• [Task objective] Could you find every line in the records below that contains the word "night" and copy it?

-------------------------

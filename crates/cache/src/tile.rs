//! Tile identity and rendered tile data

use image::RgbaImage;
use std::hash::{Hash, Hasher};

/// Sub-rectangle of a page in page-relative units (`[0, 1]` on both axes)
#[derive(Debug, Clone, Copy, PartialEq)]
pub struct RelativeBounds {
    pub left: f32,
    pub top: f32,
    pub right: f32,
    pub bottom: f32,
}

impl RelativeBounds {
    /// The whole page
    pub const FULL: RelativeBounds = RelativeBounds {
        left: 0.0,
        top: 0.0,
        right: 1.0,
        bottom: 1.0,
    };

    pub fn new(left: f32, top: f32, right: f32, bottom: f32) -> Self {
        Self {
            left,
            top,
            right,
            bottom,
        }
    }

    /// Bounds from an origin and a size
    pub fn from_origin(left: f32, top: f32, width: f32, height: f32) -> Self {
        Self::new(left, top, left + width, top + height)
    }

    pub fn width(&self) -> f32 {
        self.right - self.left
    }

    pub fn height(&self) -> f32 {
        self.bottom - self.top
    }

    pub fn is_empty(&self) -> bool {
        !(self.width() > 0.0 && self.height() > 0.0)
    }
}

// Identity is exact value equality, so hashing by bit pattern is consistent
// with `PartialEq` for every value the scheduler produces (no NaN, no -0.0).
impl Eq for RelativeBounds {}

impl Hash for RelativeBounds {
    fn hash<H: Hasher>(&self, state: &mut H) {
        self.left.to_bits().hash(state);
        self.top.to_bits().hash(state);
        self.right.to_bits().hash(state);
        self.bottom.to_bits().hash(state);
    }
}

/// Cache identity of a tile
///
/// Two tiles are the same cache entry when page, bounds, thumbnail flag and
/// the search query they were rendered with all match. Pixel content plays
/// no part.
#[derive(Debug, Clone, PartialEq, Eq, Hash)]
pub struct TileKey {
    /// User page index
    pub page: usize,
    pub bounds: RelativeBounds,
    pub thumbnail: bool,
    /// Search query highlighted into the pixels
    pub search_query: String,
}

impl TileKey {
    pub fn new(page: usize, bounds: RelativeBounds, thumbnail: bool, search_query: &str) -> Self {
        Self {
            page,
            bounds,
            thumbnail,
            search_query: search_query.to_string(),
        }
    }

    /// Whole-page thumbnail key
    pub fn thumbnail(page: usize, search_query: &str) -> Self {
        Self::new(page, RelativeBounds::FULL, true, search_query)
    }
}

/// A rasterized region of one page
///
/// Immutable once created. The pixel buffer is released when the last
/// handle to the tile is dropped.
#[derive(Debug, Clone)]
pub struct Tile {
    pub key: TileKey,

    /// Recency counter assigned when the tile was requested
    pub cache_order: u64,

    /// RGBA pixels
    pub bitmap: RgbaImage,
}

impl Tile {
    pub fn new(key: TileKey, cache_order: u64, bitmap: RgbaImage) -> Self {
        Self {
            key,
            cache_order,
            bitmap,
        }
    }

    pub fn width(&self) -> u32 {
        self.bitmap.width()
    }

    pub fn height(&self) -> u32 {
        self.bitmap.height()
    }

    pub fn page(&self) -> usize {
        self.key.page
    }

    pub fn is_thumbnail(&self) -> bool {
        self.key.thumbnail
    }

    /// Size of the pixel buffer in bytes
    pub fn byte_size(&self) -> usize {
        self.bitmap.as_raw().len()
    }
}
//! Raster requests

use crate::engine::{Color, ColorScheme};
use pageview_cache::{RelativeBounds, TileKey};

/// Visual settings captured when a request is scheduled
#[derive(Debug, Clone, Copy, PartialEq)]
pub struct Appearance {
    /// Fill color when no color scheme is active
    pub background: Color,
    pub highlight: Color,
    pub color_scheme: Option<ColorScheme>,
}

impl Appearance {
    /// Color the output bitmap is prefilled with
    pub fn fill(&self) -> Color {
        self.color_scheme
            .map(|scheme| scheme.background)
            .unwrap_or(self.background)
    }
}

impl Default for Appearance {
    fn default() -> Self {
        Self {
            background: Color::WHITE,
            highlight: Color::HIGHLIGHT,
            color_scheme: None,
        }
    }
}

/// One tile to rasterize, consumed once by the worker
#[derive(Debug, Clone, PartialEq)]
pub struct RasterRequest {
    /// User page index, reported back in tiles and failures
    pub page: usize,
    /// Document page handed to the engine
    pub document_page: usize,
    /// Output width in pixels before rounding
    pub width: f32,
    /// Output height in pixels before rounding
    pub height: f32,
    pub bounds: RelativeBounds,
    pub thumbnail: bool,
    pub cache_order: u64,
    pub best_quality: bool,
    pub annotation_rendering: bool,
    pub search_query: String,
    pub appearance: Appearance,
}

impl RasterRequest {
    /// Cache identity of the tile this request produces
    pub fn key(&self) -> TileKey {
        TileKey::new(self.page, self.bounds, self.thumbnail, &self.search_query)
    }

    /// Output bitmap size, rounded to whole pixels
    pub fn pixel_size(&self) -> (u32, u32) {
        (round_extent(self.width), round_extent(self.height))
    }
}

fn round_extent(extent: f32) -> u32 {
    if extent.is_finite() && extent > 0.0 {
        extent.round() as u32
    } else {
        0
    }
}

#[cfg(test)]
mod tests {
    use super::*;

    fn request(width: f32, height: f32) -> RasterRequest {
        RasterRequest {
            page: 1,
            document_page: 4,
            width,
            height,
            bounds: RelativeBounds::FULL,
            thumbnail: false,
            cache_order: 9,
            best_quality: false,
            annotation_rendering: false,
            search_query: "needle".to_string(),
            appearance: Appearance::default(),
        }
    }

    #[test]
    fn test_pixel_size_rounds() {
        assert_eq!(request(255.5, 100.4).pixel_size(), (256, 100));
        assert_eq!(request(0.4, 100.0).pixel_size(), (0, 100));
        assert_eq!(request(-3.0, f32::NAN).pixel_size(), (0, 0));
    }

    #[test]
    fn test_key_uses_user_page() {
        let key = request(10.0, 10.0).key();
        assert_eq!(key, TileKey::new(1, RelativeBounds::FULL, false, "needle"));
    }

    #[test]
    fn test_fill_prefers_color_scheme() {
        let mut appearance = Appearance::default();
        assert_eq!(appearance.fill(), Color::WHITE);

        appearance.color_scheme = Some(ColorScheme::night());
        assert_eq!(appearance.fill(), ColorScheme::night().background);
    }
}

-------------------------

• [Solution to the exercise]
        appearance.color_scheme = Some(ColorScheme::night());
        assert_eq!(appearance.fill(), ColorScheme::night().background);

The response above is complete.